## Problem statement:
Set down, please, exactly the lines below that run from the line with "Catalog product model." to the line with "Catalog document identifier.", both lines included.
──────── Extracted material ────────
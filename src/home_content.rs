//! Seller-editable home page banner.

use std::sync::Arc;

use crate::error::{Result, StorefrontError};
use crate::events::{EventBus, StorefrontEvent};
use crate::storage::{self, Storage};

/// Banner shown until the seller picks another image.
pub const DEFAULT_HOME_IMAGE_URL: &str = "https://picsum.photos/seed/storebanner/1200/240";

/// URL schemes accepted for the banner.
const ALLOWED_PREFIXES: [&str; 3] = ["http://", "https://", "data:image/"];

/// Home page content shared by every session.
#[derive(Debug)]
pub struct HomeContent<S> {
    /// Backend the URL is persisted to.
    storage: S,
    /// Bus notified after every write.
    bus: Arc<EventBus>,
    /// Storage key of the URL.
    key: String,
    /// Seller's URL, if one was set.
    image_url: Option<String>,
}

impl<S: Storage> HomeContent<S> {
    /// Hydrates the banner stored under `key`.
    ///
    /// # Errors
    ///
    /// Returns an error if the storage backend fails to read.
    #[inline]
    pub fn load<T: Into<String>>(storage: S, bus: Arc<EventBus>, key: T) -> Result<Self> {
        let mut content = Self {
            storage,
            bus,
            key: key.into(),
            image_url: None,
        };
        content.reload()?;
        Ok(content)
    }

    /// URL of the banner to show.
    #[inline]
    #[must_use]
    pub fn image_url(&self) -> &str {
        self.image_url.as_deref().unwrap_or(DEFAULT_HOME_IMAGE_URL)
    }

    /// Returns `true` if the seller replaced the default banner.
    #[inline]
    #[must_use]
    pub const fn is_customized(&self) -> bool {
        self.image_url.is_some()
    }

    /// Replaces the banner.
    ///
    /// # Errors
    ///
    /// Returns [`StorefrontError::Validation`] unless `url` is an
    /// `http(s)` or `data:image/` URL, or a storage error if the write
    /// fails.
    #[tracing::instrument(skip_all)]
    #[inline]
    pub fn set_image_url(&mut self, url: &str) -> Result<()> {
        let trimmed = url.trim();
        if !ALLOWED_PREFIXES.iter().any(|prefix| trimmed.starts_with(prefix)) {
            return Err(StorefrontError::validation(
                "Image URL must start with http://, https:// or data:image/.",
            ));
        }
        storage::save_json(&self.storage, &self.key, trimmed)?;
        self.image_url = Some(trimmed.to_owned());
        self.bus.publish(&StorefrontEvent::HomeContentChanged);
        Ok(())
    }

    /// Restores the default banner.
    ///
    /// # Errors
    ///
    /// Returns a storage error if the removal fails.
    #[inline]
    pub fn reset(&mut self) -> Result<()> {
        self.storage.remove(&self.key)?;
        self.image_url = None;
        self.bus.publish(&StorefrontEvent::HomeContentChanged);
        Ok(())
    }

    /// Re-reads the URL from storage. A malformed entry falls back to the
    /// default banner.
    ///
    /// # Errors
    ///
    /// Returns an error if the storage backend fails to read.
    #[inline]
    pub fn reload(&mut self) -> Result<()> {
        self.image_url = match storage::load_json::<String, _>(&self.storage, &self.key) {
            Ok(url) => url.filter(|stored| !stored.is_empty()),
            Err(StorefrontError::Serialization(err)) => {
                tracing::warn!(key = %self.key, error = %err, "discarding malformed banner url");
                None
            }
            Err(err) => return Err(err),
        };
        Ok(())
    }

    /// Storage key the URL is persisted under.
    #[inline]
    #[must_use]
    pub fn key(&self) -> &str {
        &self.key
    }
}
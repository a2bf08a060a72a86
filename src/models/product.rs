//! Catalog product model.

use rust_decimal::Decimal;
use serde::{Deserialize, Serialize};

use super::ProductId;

/// A customer review attached to a product.
#[derive(Debug, Clone, PartialEq, Serialize, Deserialize)]
#[serde(rename_all = "camelCase")]
pub struct Review {
    /// Review identifier.
    pub id: String,
    /// Display name of the reviewer.
    pub author: String,
    /// Star rating (1-5).
    pub rating: f64,
    /// Review text.
    pub comment: String,
    /// ISO-8601 date the review was written.
    pub date: String,
}

/// A product as returned by the catalog collaborator.
///
/// Only `id`, `name` and `price` are needed to resolve cart and wishlist
/// lines; everything else is carried through for display.
#[derive(Debug, Clone, PartialEq, Serialize, Deserialize)]
#[serde(rename_all = "camelCase")]
pub struct Product {
    /// Catalog document identifier.
    pub id: ProductId,
    /// Display name.
    pub name: String,
    /// Long description.
    pub description: Option<String>,
    /// Current selling price.
    pub price: Decimal,
    /// Pre-discount price, shown struck through when present.
    pub original_price: Option<Decimal>,
    /// Image URLs; the first one is the primary image.
    #[serde(default)]
    pub image_urls: Vec<String>,
    /// Optional product video URLs.
    pub video_urls: Option<Vec<String>>,
    /// Category name.
    pub category: Option<String>,
    /// Average rating.
    pub rating: Option<f64>,
    /// Units in stock.
    pub stock: Option<u32>,
    /// Hint used when generating placeholder imagery.
    pub data_ai_hint: Option<String>,
    /// Customer reviews.
    pub reviews: Option<Vec<Review>>,
}

impl Product {
    /// Creates a product with only the fields checkout needs.
    #[inline]
    #[must_use]
    pub fn new<I: Into<ProductId>, N: Into<String>>(id: I, name: N, price: Decimal) -> Self {
        Self {
            id: id.into(),
            name: name.into(),
            description: None,
            price,
            original_price: None,
            image_urls: Vec::new(),
            video_urls: None,
            category: None,
            rating: None,
            stock: None,
            data_ai_hint: None,
            reviews: None,
        }
    }

    /// Returns the primary image URL, if any.
    #[inline]
    #[must_use]
    pub fn primary_image(&self) -> Option<&str> {
        self.image_urls.first().map(String::as_str)
    }
}

#[cfg(test)]
mod tests {
    use super::*;

    #[test]
    fn deserialize_product() {
        let json = r#"{
            "id": "p-1",
            "name": "Minimalist Desk Lamp",
            "description": "A lamp",
            "price": 49.99,
            "originalPrice": 59.99,
            "imageUrls": ["https://img/1.png", "https://img/2.png"],
            "category": "Home",
            "rating": 4.5,
            "stock": 12
        }"#;
        let product: Product = serde_json::from_str(json).unwrap();
        assert_eq!(product.id, ProductId::from("p-1"));
        assert_eq!(product.price, Decimal::new(4999, 2));
        assert_eq!(product.original_price, Some(Decimal::new(5999, 2)));
        assert_eq!(product.primary_image(), Some("https://img/1.png"));
        assert_eq!(product.stock, Some(12));
        assert!(product.reviews.is_none());
    }

    #[test]
    fn deserialize_minimal_product_without_images() {
        let json = r#"{"id": "p-2", "name": "Bottle", "price": 25}"#;
        let product: Product = serde_json::from_str(json).unwrap();
        assert!(product.image_urls.is_empty());
        assert_eq!(product.price, Decimal::from(25));
        assert!(product.primary_image().is_none());
    }

    #[test]
    fn price_serializes_as_number() {
        let product = Product::new("p-3", "Mug", Decimal::new(1250, 2));
        let value = serde_json::to_value(&product).unwrap();
        assert!(value["price"].is_number());
    }
}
────────
## Reply:
//! Catalog product model.

use rust_decimal::Decimal;
use serde::{Deserialize, Serialize};

use super::ProductId;

/// A customer review attached to a product.
#[derive(Debug, Clone, PartialEq, Serialize, Deserialize)]
#[serde(rename_all = "camelCase")]
pub struct Review {
    /// Review identifier.
    pub id: String,
    /// Display name of the reviewer.
    pub author: String,
    /// Star rating (1-5).
    pub rating: f64,
    /// Review text.
    pub comment: String,
    /// ISO-8601 date the review was written.
    pub date: String,
}

/// A product as returned by the catalog collaborator.
///
/// Only `id`, `name` and `price` are needed to resolve cart and wishlist
/// lines; everything else is carried through for display.
#[derive(Debug, Clone, PartialEq, Serialize, Deserialize)]
#[serde(rename_all = "camelCase")]
pub struct Product {
    /// Catalog document identifier.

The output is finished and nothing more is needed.